* About this exercise *
Only the lines from the first line of the records through the line containing "of the surface." belong in the answer. Copy them exactly.

Stored data entries:
○ ○ ○

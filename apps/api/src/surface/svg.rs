//! Draw list → standalone SVG document.

use std::fmt::Write as _;

use crate::surface::layout::{LayoutResult, Paint};
use crate::surface::node::{FontWeight, ObjectFit};

/// Serializes a laid-out surface. The canvas is `width × height` user units with the
/// origin at the top-left of the surface.
pub fn to_svg(layout: &LayoutResult) -> String {
    let width = layout.width.max(1.0);
    let height = layout.height.max(1.0);

    let mut svg = String::with_capacity(256 + layout.paints.len() * 160);
    // Writing into a String cannot fail.
    let _ = write!(
        svg,
        r#"<svg xmlns="http://www.w3.org/2000/svg" xmlns:xlink="http://www.w3.org/1999/xlink" width="{w}" height="{h}" viewBox="0 0 {w} {h}">"#,
        w = fmt_num(width),
        h = fmt_num(height),
    );

    let mut clip_count = 0usize;
    for paint in &layout.paints {
        match paint {
            Paint::Rect {
                x,
                y,
                w,
                h,
                fill,
                radius,
            } => {
                let _ = write!(
                    svg,
                    r#"<rect x="{}" y="{}" width="{}" height="{}" fill="{}""#,
                    fmt_num(*x),
                    fmt_num(*y),
                    fmt_num(*w),
                    fmt_num(*h),
                    fill.hex()
                );
                if *radius > 0.0 {
                    let _ = write!(svg, r#" rx="{r}" ry="{r}""#, r = fmt_num(*radius));
                }
                svg.push_str("/>");
            }
            Paint::Text {
                x,
                y,
                text,
                size,
                weight,
                family,
                color,
                centered,
            } => {
                let _ = write!(
                    svg,
                    r#"<text x="{}" y="{}" font-family="{}" font-size="{}" font-weight="{}" fill="{}"{} xml:space="preserve">{}</text>"#,
                    fmt_num(*x),
                    fmt_num(*y),
                    escape_xml(family.font_stack()),
                    fmt_num(*size),
                    weight_value(*weight),
                    color.hex(),
                    if *centered { r#" text-anchor="middle""# } else { "" },
                    escape_xml(text)
                );
            }
            Paint::Image {
                x,
                y,
                w,
                h,
                href,
                fit,
                round,
                radius,
            } => {
                let clip = if *round || *radius > 0.0 {
                    clip_count += 1;
                    let id = format!("clip{clip_count}");
                    if *round {
                        let _ = write!(
                            svg,
                            r#"<clipPath id="{id}"><ellipse cx="{}" cy="{}" rx="{}" ry="{}"/></clipPath>"#,
                            fmt_num(x + w / 2.0),
                            fmt_num(y + h / 2.0),
                            fmt_num(w / 2.0),
                            fmt_num(h / 2.0)
                        );
                    } else {
                        let _ = write!(
                            svg,
                            r#"<clipPath id="{id}"><rect x="{}" y="{}" width="{}" height="{}" rx="{r}" ry="{r}"/></clipPath>"#,
                            fmt_num(*x),
                            fmt_num(*y),
                            fmt_num(*w),
                            fmt_num(*h),
                            r = fmt_num(*radius)
                        );
                    }
                    Some(id)
                } else {
                    None
                };
                let aspect = match fit {
                    ObjectFit::Cover => "xMidYMid slice",
                    ObjectFit::Fill => "none",
                };
                let _ = write!(
                    svg,
                    r#"<image x="{}" y="{}" width="{}" height="{}" preserveAspectRatio="{aspect}" xlink:href="{}""#,
                    fmt_num(*x),
                    fmt_num(*y),
                    fmt_num(*w),
                    fmt_num(*h),
                    escape_xml(href)
                );
                if let Some(id) = clip {
                    let _ = write!(svg, r#" clip-path="url(#{id})""#);
                }
                svg.push_str("/>");
            }
        }
    }

    svg.push_str("</svg>");
    svg
}

fn weight_value(weight: FontWeight) -> u16 {
    match weight {
        FontWeight::Light => 300,
        FontWeight::Normal => 400,
        FontWeight::Bold => 700,
    }
}

/// Two decimals, trailing zeros trimmed.
fn fmt_num(v: f32) -> String {
    let s = format!("{v:.2}");
    let s = s.trim_end_matches('0').trim_end_matches('.');
    if s == "-0" {
        "0".to_string()
    } else {
        s.to_string()
    }
}

pub fn escape_xml(s: &str) -> String {
    let mut out = String::with_capacity(s.len());
    for c in s.chars() {
        match c {
            '&' => out.push_str("&amp;"),
            '<' => out.push_str("&lt;"),
            '>' => out.push_str("&gt;"),
            '"' => out.push_str("&quot;"),
            '\'' => out.push_str("&apos;"),
            // Control characters are not allowed in XML 1.0.
            c if (c as u32) < 0x20 && c != '\t' && c != '\n' && c != '\r' => {}
            c => out.push(c),
        }
    }
    out
}

#[cfg(test)]
mod tests {
    use super::*;
    use crate::surface::layout::layout;
    use crate::surface::node::{Color, Node, Radius, Tag};

    #[test]
    fn test_escape_xml() {
        assert_eq!(escape_xml(r#"R&D <"lead">"#), "R&amp;D &lt;&quot;lead&quot;&gt;");
        assert_eq!(escape_xml("a\u{1}b"), "ab");
    }

    #[test]
    fn test_fmt_num_trims() {
        assert_eq!(fmt_num(800.0), "800");
        assert_eq!(fmt_num(12.5), "12.5");
        assert_eq!(fmt_num(1.0 / 3.0), "0.33");
    }

    #[test]
    fn test_svg_contains_text_and_dimensions() {
        let root = Node::new(Tag::Div)
            .style(|s| s.background = Some(Color::WHITE))
            .child(Node::text(Tag::H1, "Ada & Co"));
        let svg = to_svg(&layout(&root, 800.0));
        assert!(svg.starts_with("<svg"));
        assert!(svg.contains(r#"width="800""#));
        assert!(svg.contains("Ada &amp; Co"));
        assert!(svg.contains(r##"fill="#ffffff""##));
        assert!(svg.ends_with("</svg>"));
    }

    #[test]
    fn test_round_image_gets_cover_and_clip() {
        let root = Node::img("data:image/png;base64,AA", "Profile").style(|s| {
            s.width = Some(100.0);
            s.height = Some(100.0);
            s.radius = Radius::Full;
            s.object_fit = crate::surface::node::ObjectFit::Cover;
        });
        let svg = to_svg(&layout(&root, 800.0));
        assert!(svg.contains(r#"preserveAspectRatio="xMidYMid slice""#));
        assert!(svg.contains(r#"<ellipse cx="50" cy="50" rx="50" ry="50"/>"#));
        assert!(svg.contains(r#"clip-path="url(#clip1)""#));
    }
}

○ ○ ○

* Solution below *
filename apps/api/src/surface/svg.rs
//! Draw list → standalone SVG document.

use std::fmt::Write as _;

use crate::surface::layout::{LayoutResult, Paint};
use crate::surface::node::{FontWeight, ObjectFit};

/// Serializes a laid-out surface. The canvas is `width × height` user units with the
/// origin at the top-left of the surface.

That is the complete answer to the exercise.